Listen to this article
Canadian business school graduates are reaping the rewards of studying in a country that has emerged relatively unscathed from the financial crisis. Recruiters and business schools report that the market for MBA graduates remains buoyant. “We’re seeing a lot of activity on campuses,” says Jack Wong, senior manager for corporate strategy at Deloitte’s Toronto office, who recruits for the accountancy firm’s strategy practice.
Mark Galbraith, vice-president for human resources, recruitment and learning at Royal Bank of Canada, which takes on about 100 MBA graduates each year, says: “We haven’t wavered in our hiring.” He confirms “it’s very competitive to get talent out of the schools”.
The University of Toronto’s Rotman School of Management estimates that the mean starting salary for its graduates rose to C$86,245 ($86,490) in 2010 from C$85,454 the previous year.
The mean signing bonus shrank by more than a fifth to C$13,653, but the school ascribes the decline to currency fluctuations and to a drop-off in hiring among three once-aggressive groups of employers: US banks, whose foreign recruiting has been curtailed by the terms of government bail-outs, US law firms and UK banks.
On the other hand, says Jeff Muzzerall, director of Rotman’s Corporate Connections Centre, “we have a very robust market for domestic hirings”.
Canada’s big banks are in much healthier shape than most of their US and European counterparts. RBC, the country’s biggest financial institution, had 72,100 people on its payroll at the end of October 2010, only slightly down from two years earlier, and 11 per cent more than in late 2007. Noting that MBAs are an important pool for the bank’s future leadership, Galbraith says: “We need to keep that pipeline open.”

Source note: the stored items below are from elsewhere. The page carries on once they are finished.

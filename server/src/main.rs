#[tokio::main]
async fn main() -> anyhow::Result<()> {
    tracing_subscriber::fmt().init();
    let config = tracker_server::config::Config::from_env()?;
    tracker_server::web::start_web_server(config).await
}
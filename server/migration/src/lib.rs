pub use sea_orm_migration::prelude::*;

mod m20250412_102931_create_project_table;

pub struct Migrator;

#[async_trait::async_trait]
impl MigratorTrait for Migrator {
    fn migrations() -> Vec<Box<dyn MigrationTrait>> {
        vec![Box::new(m20250412_102931_create_project_table::Migration)]
    }
}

As far as Deloitte is concerned, Wong adds: “It almost doesn’t matter what kind of year folks are experiencing in business. You’re going to need the people at various levels to maintain the practice [after the downturn ends].”

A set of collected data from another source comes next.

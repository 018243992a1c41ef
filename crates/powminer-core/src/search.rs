//! Search coordinator: races workers for the first accepted result

use std::sync::Arc;
use std::thread;
use std::time::Duration;

use crossbeam_channel::{bounded, select, tick};
use rayon::prelude::*;
use thiserror::Error;
use tracing::{debug, info};

use powminer_backend::{BackendError, HashTrial, SearchConfig};

use crate::encoder::EncodeError;
use crate::stats::{RunState, StatsSnapshot};

#[derive(Error, Debug)]
pub enum SearchError {
    #[error("thread count {requested} out of range (1..={max} for this backend)")]
    InvalidThreads { requested: usize, max: usize },
    #[error(transparent)]
    Backend(#[from] BackendError),
    #[error(transparent)]
    Encode(#[from] EncodeError),
    #[error("failed to start worker pool: {0}")]
    ThreadPool(#[from] rayon::ThreadPoolBuildError),
}

/// Called exactly once per run, by the worker that wins the accept claim
pub trait AcceptHandler: Sync {
    fn accept(&self, value: &[u8]) -> Result<(), EncodeError>;
}

impl<F> AcceptHandler for F
where
    F: Fn(&[u8]) -> Result<(), EncodeError> + Sync,
{
    fn accept(&self, value: &[u8]) -> Result<(), EncodeError> {
        self(value)
    }
}

/// How a run ended
#[derive(Debug, Clone, PartialEq)]
pub enum SearchOutcome {
    Found { value: Vec<u8>, stats: StatsSnapshot },
    Exhausted { stats: StatsSnapshot },
}

impl SearchOutcome {
    pub fn is_found(&self) -> bool {
        matches!(self, SearchOutcome::Found { .. })
    }

    pub fn stats(&self) -> &StatsSnapshot {
        match self {
            SearchOutcome::Found { stats, .. } | SearchOutcome::Exhausted { stats } => stats,
        }
    }
}

/// Proof-of-work search coordinator
pub struct SearchCoordinator {
    backend: Arc<dyn HashTrial>,
    progress_interval: Option<Duration>,
    expected_attempts: Option<f64>,
}

impl SearchCoordinator {
    pub fn new(backend: Arc<dyn HashTrial>) -> Self {
        Self {
            backend,
            progress_interval: None,
            expected_attempts: None,
        }
    }

    /// Log progress every `interval` while a run is active
    pub fn with_progress(mut self, interval: Duration, expected_attempts: Option<f64>) -> Self {
        self.progress_interval = Some(interval);
        self.expected_attempts = expected_attempts;
        self
    }

    pub fn backend(&self) -> &dyn HashTrial {
        self.backend.as_ref()
    }

    fn validate(&self, config: &SearchConfig) -> Result<(), SearchError> {
        let kind = self.backend.kind();
        let max = kind.max_threads();
        if config.threads == 0 || config.threads > max {
            return Err(SearchError::InvalidThreads {
                requested: config.threads,
                max,
            });
        }
        if kind.needs_device() && config.device.is_none() {
            return Err(BackendError::DeviceRequired(kind).into());
        }
        Ok(())
    }

    /// Run the search (blocking until every worker has returned).
    ///
    /// The winner's side effects happen inside `on_accept` as soon as it
    /// claims the result; the remaining workers are cancelled and joined
    /// before the final statistics are taken.
    pub fn run_search(
        &self,
        config: &SearchConfig,
        on_accept: &dyn AcceptHandler,
    ) -> Result<SearchOutcome, SearchError> {
        self.validate(config)?;

        let state = RunState::new();
        let pool = rayon::ThreadPoolBuilder::new()
            .num_threads(config.threads)
            .thread_name(|i| format!("pow-worker-{}", i))
            .build()?;

        debug!(
            "starting {} {} worker(s), boost factor {}",
            config.threads,
            self.backend.kind(),
            config.boost_factor
        );

        let results = thread::scope(|scope| {
            let (done_tx, done_rx) = bounded::<()>(0);
            if let Some(interval) = self.progress_interval {
                let state = &state;
                let expected = self.expected_attempts;
                scope.spawn(move || {
                    let ticker = tick(interval);
                    loop {
                        select! {
                            recv(ticker) -> _ => info!("{}", state.format_progress(expected)),
                            recv(done_rx) -> _ => break,
                        }
                    }
                });
            }

            let results = pool.install(|| {
                (0..config.threads)
                    .into_par_iter()
                    .with_max_len(1)
                    .map(|_| self.worker(config, &state, on_accept))
                    .collect::<Result<Vec<_>, SearchError>>()
            });
            drop(done_tx);
            results
        })?;

        let stats = state.snapshot();
        Ok(match results.into_iter().flatten().next() {
            Some(value) => SearchOutcome::Found { value, stats },
            None => SearchOutcome::Exhausted { stats },
        })
    }

    fn worker(
        &self,
        config: &SearchConfig,
        state: &RunState,
        on_accept: &dyn AcceptHandler,
    ) -> Result<Option<Vec<u8>>, SearchError> {
        let found = match self.backend.try_search(config, &state.trial_context()) {
            Ok(found) => found,
            Err(e) => {
                state.request_cancel();
                return Err(e.into());
            }
        };

        let Some(value) = found else {
            return Ok(None);
        };

        if !state.try_accept() {
            debug!("discarding result found after another worker won");
            return Ok(None);
        }

        state.request_cancel();
        on_accept.accept(&value)?;
        Ok(Some(value))
    }
}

In a bid to capitalise on international interest in Canada’s financial sector, a group of Toronto-based banks, insurers and asset managers has joined forces with Rotman to set up the Global Risk Institute in Financial Services. The institute, backed by C$10m in government grants, will provide research in various aspects of risk management and promote collaboration between regulators, policymakers and the financial industry.
Muzzerall says 89 per cent of Rotman’s 2010 MBA class had landed jobs within three months of graduation, up from 83 per cent the year before. He goes on to list a string of top-drawer US and European schools with lower placement rates.

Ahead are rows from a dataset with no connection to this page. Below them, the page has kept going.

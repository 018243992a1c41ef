//! Hash-trial capability shared by all backends

use std::sync::atomic::{AtomicU64, Ordering};

use thiserror::Error;

use crate::cancel::CancellationSignal;
use crate::config::SearchConfig;
use crate::device::BackendKind;

#[derive(Error, Debug)]
pub enum BackendError {
    #[error("{0} backend is not available in this build")]
    Unavailable(BackendKind),
    #[error("{0} backend needs a GPU id")]
    DeviceRequired(BackendKind),
    #[error("device failure: {0}")]
    Device(String),
}

/// Shared counters a kernel reports into while it runs
#[derive(Debug, Clone, Copy)]
pub struct TrialContext<'a> {
    attempts: &'a AtomicU64,
    cancel: &'a CancellationSignal,
}

impl<'a> TrialContext<'a> {
    pub fn new(attempts: &'a AtomicU64, cancel: &'a CancellationSignal) -> Self {
        Self { attempts, cancel }
    }

    /// Publish finished attempts
    pub fn record(&self, count: u64) {
        self.attempts.fetch_add(count, Ordering::Relaxed);
    }

    pub fn is_cancelled(&self) -> bool {
        self.cancel.is_cancelled()
    }
}

/// A proof-of-work kernel.
///
/// `try_search` samples candidates until one beats `config.target`, the
/// iteration budget is spent, the deadline passes, or cancellation is
/// observed. Implementations partition their own search space so that
/// concurrent calls with the same config do not repeat each other.
pub trait HashTrial: Send + Sync {
    fn kind(&self) -> BackendKind;

    fn try_search(
        &self,
        config: &SearchConfig,
        ctx: &TrialContext<'_>,
    ) -> Result<Option<Vec<u8>>, BackendError>;
}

The University of Western Ontario’s Richard Ivey School of Business claims a 92 per cent placement rate for 2010. “If you’re really picky upfront, you can weather the storms later on,” says Sharon Irwin-Foulon, Ivey’s career management director. She says Ivey places special emphasis in admissions interviews on three qualities: candidates’ networking abilities, their comfort with uncertainty and risk-taking, and their willingness to be accountable for their achievements (and, presumably, their setbacks).
Ali Mokdad, one of last year’s Ivey graduates, has little doubt that his year at business school helped him quickly land a medical services liaison job at the Canadian subsidiary of Servier, the French pharmaceuticals group.
Mokdad, who had qualified as a doctor and gained a PhD before enrolling at Ivey, says: “I was very scientific. I did not know how to sell myself.” During his time at Ivey, he adds, he was able to “learn from the experiences of others who are more involved in business than I am”.